US grants accelerated approval for first Duchenne muscular dystrophy drug with Sarepta's Exondys 51

The FDA on Monday granted accelerated approval to Sarepta Therapeutics' Exondys 51 (eteplirsen), making it the first drug cleared in the US to treat patients with Duchenne muscular dystrophy (DMD), sending the company's shares up as much as 91 percent. Specifically, the once-weekly intravenous therapy is indicated for patients who have a confirmed mutation of the dystrophin gene amenable to exon 51 skipping, which the FDA said affects about 13 percent of the population with DMD. 

Sarepta interim CEO Edward Kaye said the approval "represents a major milestone in the treatment of DMD for patients amenable to skipping exon 51 by targeting the underlying genetic cause of the disease, the lack of the dystrophin protein." He added "we will continue to leverage what we have learned from Exondys 51 to facilitate future development of potential new treatments targeting additional exons."

According to Sarepta, Exondys 51 will cost an average of $300 000 a year, which the company noted was a net price based on the patient's weight. Kaye suggested that the price of the drug was "in the middle of the range" for rare disease treatments, noting that the drugmaker had factored in its research costs, as well as the expense of future drug trials. "Given the sensitivity to pricing we have tried to be what we think is very reasonable given all of the costs for this," Kaye added.

The FDA's decision goes against a controversial advisory panel recommendation earlier this year not to support approval for Exondys 51. Sarepta's application was based largely on data from a 12-patient Phase II trial showing that at three years of treatment, patients had slower disease progression compared with untreated matched historical controls, while the drug continued to be well-tolerated. However, members of the advisory panel in April voted 7-3, with three abstentions, that the study did not provide enough evidence of Exondys 51's efficacy (for related analysis, see ViewPoints: Sarepta's AdCom - plenty of emotion, not enough data). Prior to the vote, an FDA staff report had questioned the reliability of the study's findings.  

In June, Sarepta revealed that the FDA requested additional dystrophin data from biopsies obtained in an ongoing confirmatory study of Exondys 51. Meanwhile, the recent departure of an agency official said to have been critical of the drug fuelled speculation that it could be nearing approval.  

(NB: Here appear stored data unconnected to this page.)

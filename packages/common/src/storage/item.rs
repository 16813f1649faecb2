use std::collections::BTreeMap;
use std::fmt;

use serde::{Deserialize, Serialize};

/// Partition key attribute of the primary index.
pub const PK: &str = "PK";
/// Sort key attribute of the primary index.
pub const SK: &str = "SK";
/// Partition key attribute of the first global secondary index.
pub const GSI1_PK: &str = "GSI1PK";
/// Sort key attribute of the first global secondary index.
pub const GSI1_SK: &str = "GSI1SK";
/// Partition key attribute of the second global secondary index.
pub const GSI2_PK: &str = "GSI2PK";
/// Sort key attribute of the second global secondary index.
pub const GSI2_SK: &str = "GSI2SK";

/// A single attribute value.
///
/// Serializes in the DynamoDB JSON shape (`{"S": "..."}`, `{"N": "1.5"}`), so
/// seed files and snapshots can be written by hand or exported from other tools.
#[derive(Debug, Clone, PartialEq, Serialize, Deserialize)]
pub enum AttributeValue {
    /// UTF-8 string.
    S(String),
    /// Number, kept in its decimal string form.
    N(String),
    /// Boolean.
    #[serde(rename = "BOOL")]
    Bool(bool),
    /// Explicit null.
    #[serde(rename = "NULL")]
    Null(bool),
}

impl AttributeValue {
    pub fn as_s(&self) -> Option<&str> {
        match self {
            Self::S(s) => Some(s),
            _ => None,
        }
    }

    pub fn as_n(&self) -> Option<&str> {
        match self {
            Self::N(n) => Some(n),
            _ => None,
        }
    }

    pub fn as_bool(&self) -> Option<bool> {
        match self {
            Self::Bool(b) => Some(*b),
            _ => None,
        }
    }

    /// Short type tag used in error messages.
    pub fn type_name(&self) -> &'static str {
        match self {
            Self::S(_) => "S",
            Self::N(_) => "N",
            Self::Bool(_) => "BOOL",
            Self::Null(_) => "NULL",
        }
    }
}

impl From<String> for AttributeValue {
    fn from(s: String) -> Self {
        Self::S(s)
    }
}

impl From<&str> for AttributeValue {
    fn from(s: &str) -> Self {
        Self::S(s.to_string())
    }
}

impl From<f64> for AttributeValue {
    fn from(n: f64) -> Self {
        Self::N(n.to_string())
    }
}

impl From<bool> for AttributeValue {
    fn from(b: bool) -> Self {
        Self::Bool(b)
    }
}

/// A stored item: attribute name to value.
pub type Item = BTreeMap<String, AttributeValue>;

/// Primary identity of an item.
#[derive(Debug, Clone, PartialEq, Eq, PartialOrd, Ord, Hash, Serialize, Deserialize)]
pub struct PrimaryKey {
    pub pk: String,
    pub sk: String,
}

impl PrimaryKey {
    pub fn new(pk: impl Into<String>, sk: impl Into<String>) -> Self {
        Self {
            pk: pk.into(),
            sk: sk.into(),
        }
    }

    /// Extract the primary key from an item.
    ///
    /// Returns `None` if either key attribute is missing or not a string.
    pub fn of(item: &Item) -> Option<Self> {
        let pk = item.get(PK)?.as_s()?;
        let sk = item.get(SK)?.as_s()?;
        Some(Self::new(pk, sk))
    }
}

impl fmt::Display for PrimaryKey {
    fn fmt(&self, f: &mut fmt::Formatter<'_>) -> fmt::Result {
        write!(f, "({}, {})", self.pk, self.sk)
    }
}

/// Index a query runs against.
#[derive(Debug, Clone, Copy, PartialEq, Eq, Hash)]
pub enum Index {
    /// The table itself, keyed by `PK`/`SK`.
    Primary,
    /// Global secondary index keyed by `GSI1PK`/`GSI1SK`.
    Gsi1,
    /// Global secondary index keyed by `GSI2PK`/`GSI2SK`.
    Gsi2,
}

impl Index {
    pub fn name(&self) -> &'static str {
        match self {
            Self::Primary => "table",
            Self::Gsi1 => "GSI1",
            Self::Gsi2 => "GSI2",
        }
    }

    /// Partition and sort key attribute names for this index.
    pub fn key_attributes(&self) -> (&'static str, &'static str) {
        match self {
            Self::Primary => (PK, SK),
            Self::Gsi1 => (GSI1_PK, GSI1_SK),
            Self::Gsi2 => (GSI2_PK, GSI2_SK),
        }
    }

    /// Indexes that are maintained alongside the table.
    pub fn secondary() -> [Index; 2] {
        [Self::Gsi1, Self::Gsi2]
    }
}

impl fmt::Display for Index {
    fn fmt(&self, f: &mut fmt::Formatter<'_>) -> fmt::Result {
        f.write_str(self.name())
    }
}

/// Precondition attached to a put.
#[derive(Debug, Clone, Copy, PartialEq, Eq, Default)]
pub enum PutCondition {
    /// Unconditional overwrite.
    #[default]
    None,
    /// Fail if an item with the same primary key exists.
    NotExists,
    /// Fail unless an item with the same primary key exists.
    Exists,
}

/// A key-condition query against one index, with optional equality filters.
///
/// Filters are applied to matching items before they are returned; they never
/// widen the set of items read.
#[derive(Debug, Clone, PartialEq)]
pub struct Query {
    pub index: Index,
    pub partition: String,
    pub sort_prefix: Option<String>,
    pub filters: Vec<(String, AttributeValue)>,
}

impl Query {
    pub fn new(index: Index, partition: impl Into<String>) -> Self {
        Self {
            index,
            partition: partition.into(),
            sort_prefix: None,
            filters: Vec::new(),
        }
    }

    /// Restrict to sort keys starting with `prefix`.
    pub fn sort_begins_with(mut self, prefix: impl Into<String>) -> Self {
        self.sort_prefix = Some(prefix.into());
        self
    }

    /// Keep only items whose `attribute` equals `value`.
    pub fn filter_eq(
        mut self,
        attribute: impl Into<String>,
        value: impl Into<AttributeValue>,
    ) -> Self {
        self.filters.push((attribute.into(), value.into()));
        self
    }

    /// Whether `item` passes every filter.
    pub fn matches(&self, item: &Item) -> bool {
        self.filters
            .iter()
            .all(|(attr, value)| item.get(attr) == Some(value))
    }
}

According to the FDA, its decision to grant accelerated approval was based on the surrogate endpoint of dystrophin increase in skeletal muscle observed in some Exondys 51-treated patients. The agency said data submitted by Sarepta "demonstrated an increase in dystrophin production that is reasonably likely to predict clinical benefit in some patients," but noted that the drug's clinical benefit, including improved motor function, has not been established. The FDA added that as part of the review process, it "considered the potential risks associated with the drug, the life-threatening and debilitating nature of the disease for these children and the lack of available therapy."

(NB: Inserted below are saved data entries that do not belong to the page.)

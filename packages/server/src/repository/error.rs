use common::storage::StoreError;
use thiserror::Error;

use crate::cascade::CascadeError;
use crate::codec::DecodeError;
use crate::entity::EntityRef;

/// Errors returned by repositories and the cascade coordinator.
#[derive(Debug, Error)]
pub enum RepoError {
    /// Input failed validation.
    #[error("validation failed: {0}")]
    Validation(String),

    #[error("{0} not found")]
    NotFound(EntityRef),

    /// A referenced entity does not exist.
    #[error("referenced {0} does not exist")]
    ForeignKey(EntityRef),

    /// The key is already taken.
    #[error("{0} already exists")]
    Conflict(String),

    #[error(transparent)]
    Cascade(#[from] CascadeError),

    /// The store returned an item this version cannot read.
    #[error("corrupt item: {0}")]
    Decode(#[from] DecodeError),

    /// Transport failure or timeout. Safe to retry.
    #[error("store unavailable: {0}")]
    StoreUnavailable(String),

    #[error("internal error: {0}")]
    Internal(String),
}

impl From<StoreError> for RepoError {
    fn from(err: StoreError) -> Self {
        match err {
            StoreError::ConditionFailed(key) => RepoError::Conflict(format!("item {key}")),
            StoreError::Unavailable(msg) => RepoError::StoreUnavailable(msg),
            StoreError::InvalidItem(msg) => RepoError::Internal(msg),
            other => RepoError::StoreUnavailable(other.to_string()),
        }
    }
}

However, even once approval for Exondys 51 had been decided by Janet Woodcock, director of the FDA's Center for Drug Evaluation and Research (CDER), the decision was challenged internally at the agency, prompting FDA commissioner Robert Califf to conduct a review in order to settle the dispute. Califf noted that it was "highly unusual" for a CDER director's decision to be appealed to the commissioner's office, but ultimately sided with Woodcock in the matter, saying this "unique situation" was unlikely to set a precedent for drug approvals. Meanwhile, Woodcook stated that "accelerated approval makes this drug available to patients based on initial data, but we eagerly await learning more about the efficacy of this drug through a confirmatory clinical trial that the company must conduct after approval." 

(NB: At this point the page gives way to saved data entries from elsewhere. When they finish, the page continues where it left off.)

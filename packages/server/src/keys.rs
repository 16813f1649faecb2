//! Key construction for the single-table layout.
//!
//! | Item    | PK         | SK            | GSI1 (owner)            | GSI2 (type)               |
//! |---------|------------|---------------|-------------------------|---------------------------|
//! | User    | `USER#u`   | `USER#u`      |                         | `USER` / `USER#u`         |
//! | Blog    | `BLOG#b`   | `BLOG#b`      | `USER#u` / `BLOG#b`     | `BLOG` / `<created>#b`    |
//! | Comment | `BLOG#b`   | `COMMENT#u`   | `USER#u` / `COMMENT#b`  | `COMMENT` / `<created>#b#u` |
//!
//! Comments live in their blog's partition, so a blog and its comments are read
//! with one primary-index query. The owner index groups everything a user
//! wrote under `USER#u`.

use chrono::{DateTime, SecondsFormat, Utc};
use common::storage::{Index, PrimaryKey, Query};
use uuid::Uuid;

use crate::entity::EntityKind;

pub const USER_PREFIX: &str = "USER#";
pub const BLOG_PREFIX: &str = "BLOG#";
pub const COMMENT_PREFIX: &str = "COMMENT#";

/// Index grouping blogs and comments by their author.
pub const OWNER_INDEX: Index = Index::Gsi1;
/// Index grouping every item by entity type.
pub const TYPE_INDEX: Index = Index::Gsi2;

/// Partition and sort key of a secondary index entry.
#[derive(Debug, Clone, PartialEq, Eq)]
pub struct IndexKey {
    pub pk: String,
    pub sk: String,
}

pub fn user_partition(user_id: Uuid) -> String {
    format!("{USER_PREFIX}{user_id}")
}

pub fn blog_partition(blog_id: Uuid) -> String {
    format!("{BLOG_PREFIX}{blog_id}")
}

pub fn user_key(user_id: Uuid) -> PrimaryKey {
    let key = user_partition(user_id);
    PrimaryKey::new(key.clone(), key)
}

pub fn blog_key(blog_id: Uuid) -> PrimaryKey {
    let key = blog_partition(blog_id);
    PrimaryKey::new(key.clone(), key)
}

pub fn comment_key(blog_id: Uuid, user_id: Uuid) -> PrimaryKey {
    PrimaryKey::new(
        blog_partition(blog_id),
        format!("{COMMENT_PREFIX}{user_id}"),
    )
}

/// Owner-index entry placing a blog under its author.
pub fn user_blogs_index_key(user_id: Uuid, blog_id: Uuid) -> IndexKey {
    IndexKey {
        pk: user_partition(user_id),
        sk: blog_partition(blog_id),
    }
}

/// Owner-index entry placing a comment under its author.
pub fn user_comments_index_key(user_id: Uuid, blog_id: Uuid) -> IndexKey {
    IndexKey {
        pk: user_partition(user_id),
        sk: format!("{COMMENT_PREFIX}{blog_id}"),
    }
}

pub fn user_type_index_key(user_id: Uuid) -> IndexKey {
    IndexKey {
        pk: EntityKind::User.as_str().to_string(),
        sk: user_partition(user_id),
    }
}

pub fn blog_type_index_key(blog_id: Uuid, created_date: &DateTime<Utc>) -> IndexKey {
    IndexKey {
        pk: EntityKind::Blog.as_str().to_string(),
        sk: format!("{}#{blog_id}", format_timestamp(created_date)),
    }
}

pub fn comment_type_index_key(
    blog_id: Uuid,
    user_id: Uuid,
    created_date: &DateTime<Utc>,
) -> IndexKey {
    IndexKey {
        pk: EntityKind::Comment.as_str().to_string(),
        sk: format!("{}#{blog_id}#{user_id}", format_timestamp(created_date)),
    }
}

/// Fixed-width RFC 3339 with nanoseconds, so string order is time order.
pub fn format_timestamp(ts: &DateTime<Utc>) -> String {
    ts.to_rfc3339_opts(SecondsFormat::Nanos, true)
}

/// Blogs written by a user.
pub fn blogs_by_user(user_id: Uuid) -> Query {
    Query::new(OWNER_INDEX, user_partition(user_id)).sort_begins_with(BLOG_PREFIX)
}

/// Comments written by a user, on any blog.
pub fn comments_by_user(user_id: Uuid) -> Query {
    Query::new(OWNER_INDEX, user_partition(user_id)).sort_begins_with(COMMENT_PREFIX)
}

/// Comments on a blog. Excludes the blog item sharing the partition.
pub fn comments_by_blog(blog_id: Uuid) -> Query {
    Query::new(Index::Primary, blog_partition(blog_id)).sort_begins_with(COMMENT_PREFIX)
}

/// Every entity of one kind, via the type index.
pub fn all_of(kind: EntityKind) -> Query {
    Query::new(TYPE_INDEX, kind.as_str())
}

In July, the FDA declined a request by Santhera Pharmaceuticals seeking accelerated review of its investigational DMD therapy Raxone (idebenone). Previously, the agency issued a refuse-to-file letter to PTC Therapeutics for Translarna (ataluren) for the treatment of nonsense mutation DMD and also rejected BioMarin Pharmaceutical's filing for the DMD therapy Kyndrisa (drisapersen).

For related analysis, read ViewPoints: "Just this once" – FDA's decision to relent on Sarepta's Exondys 51 pleases DMD patients, but concerns drug safety advocates.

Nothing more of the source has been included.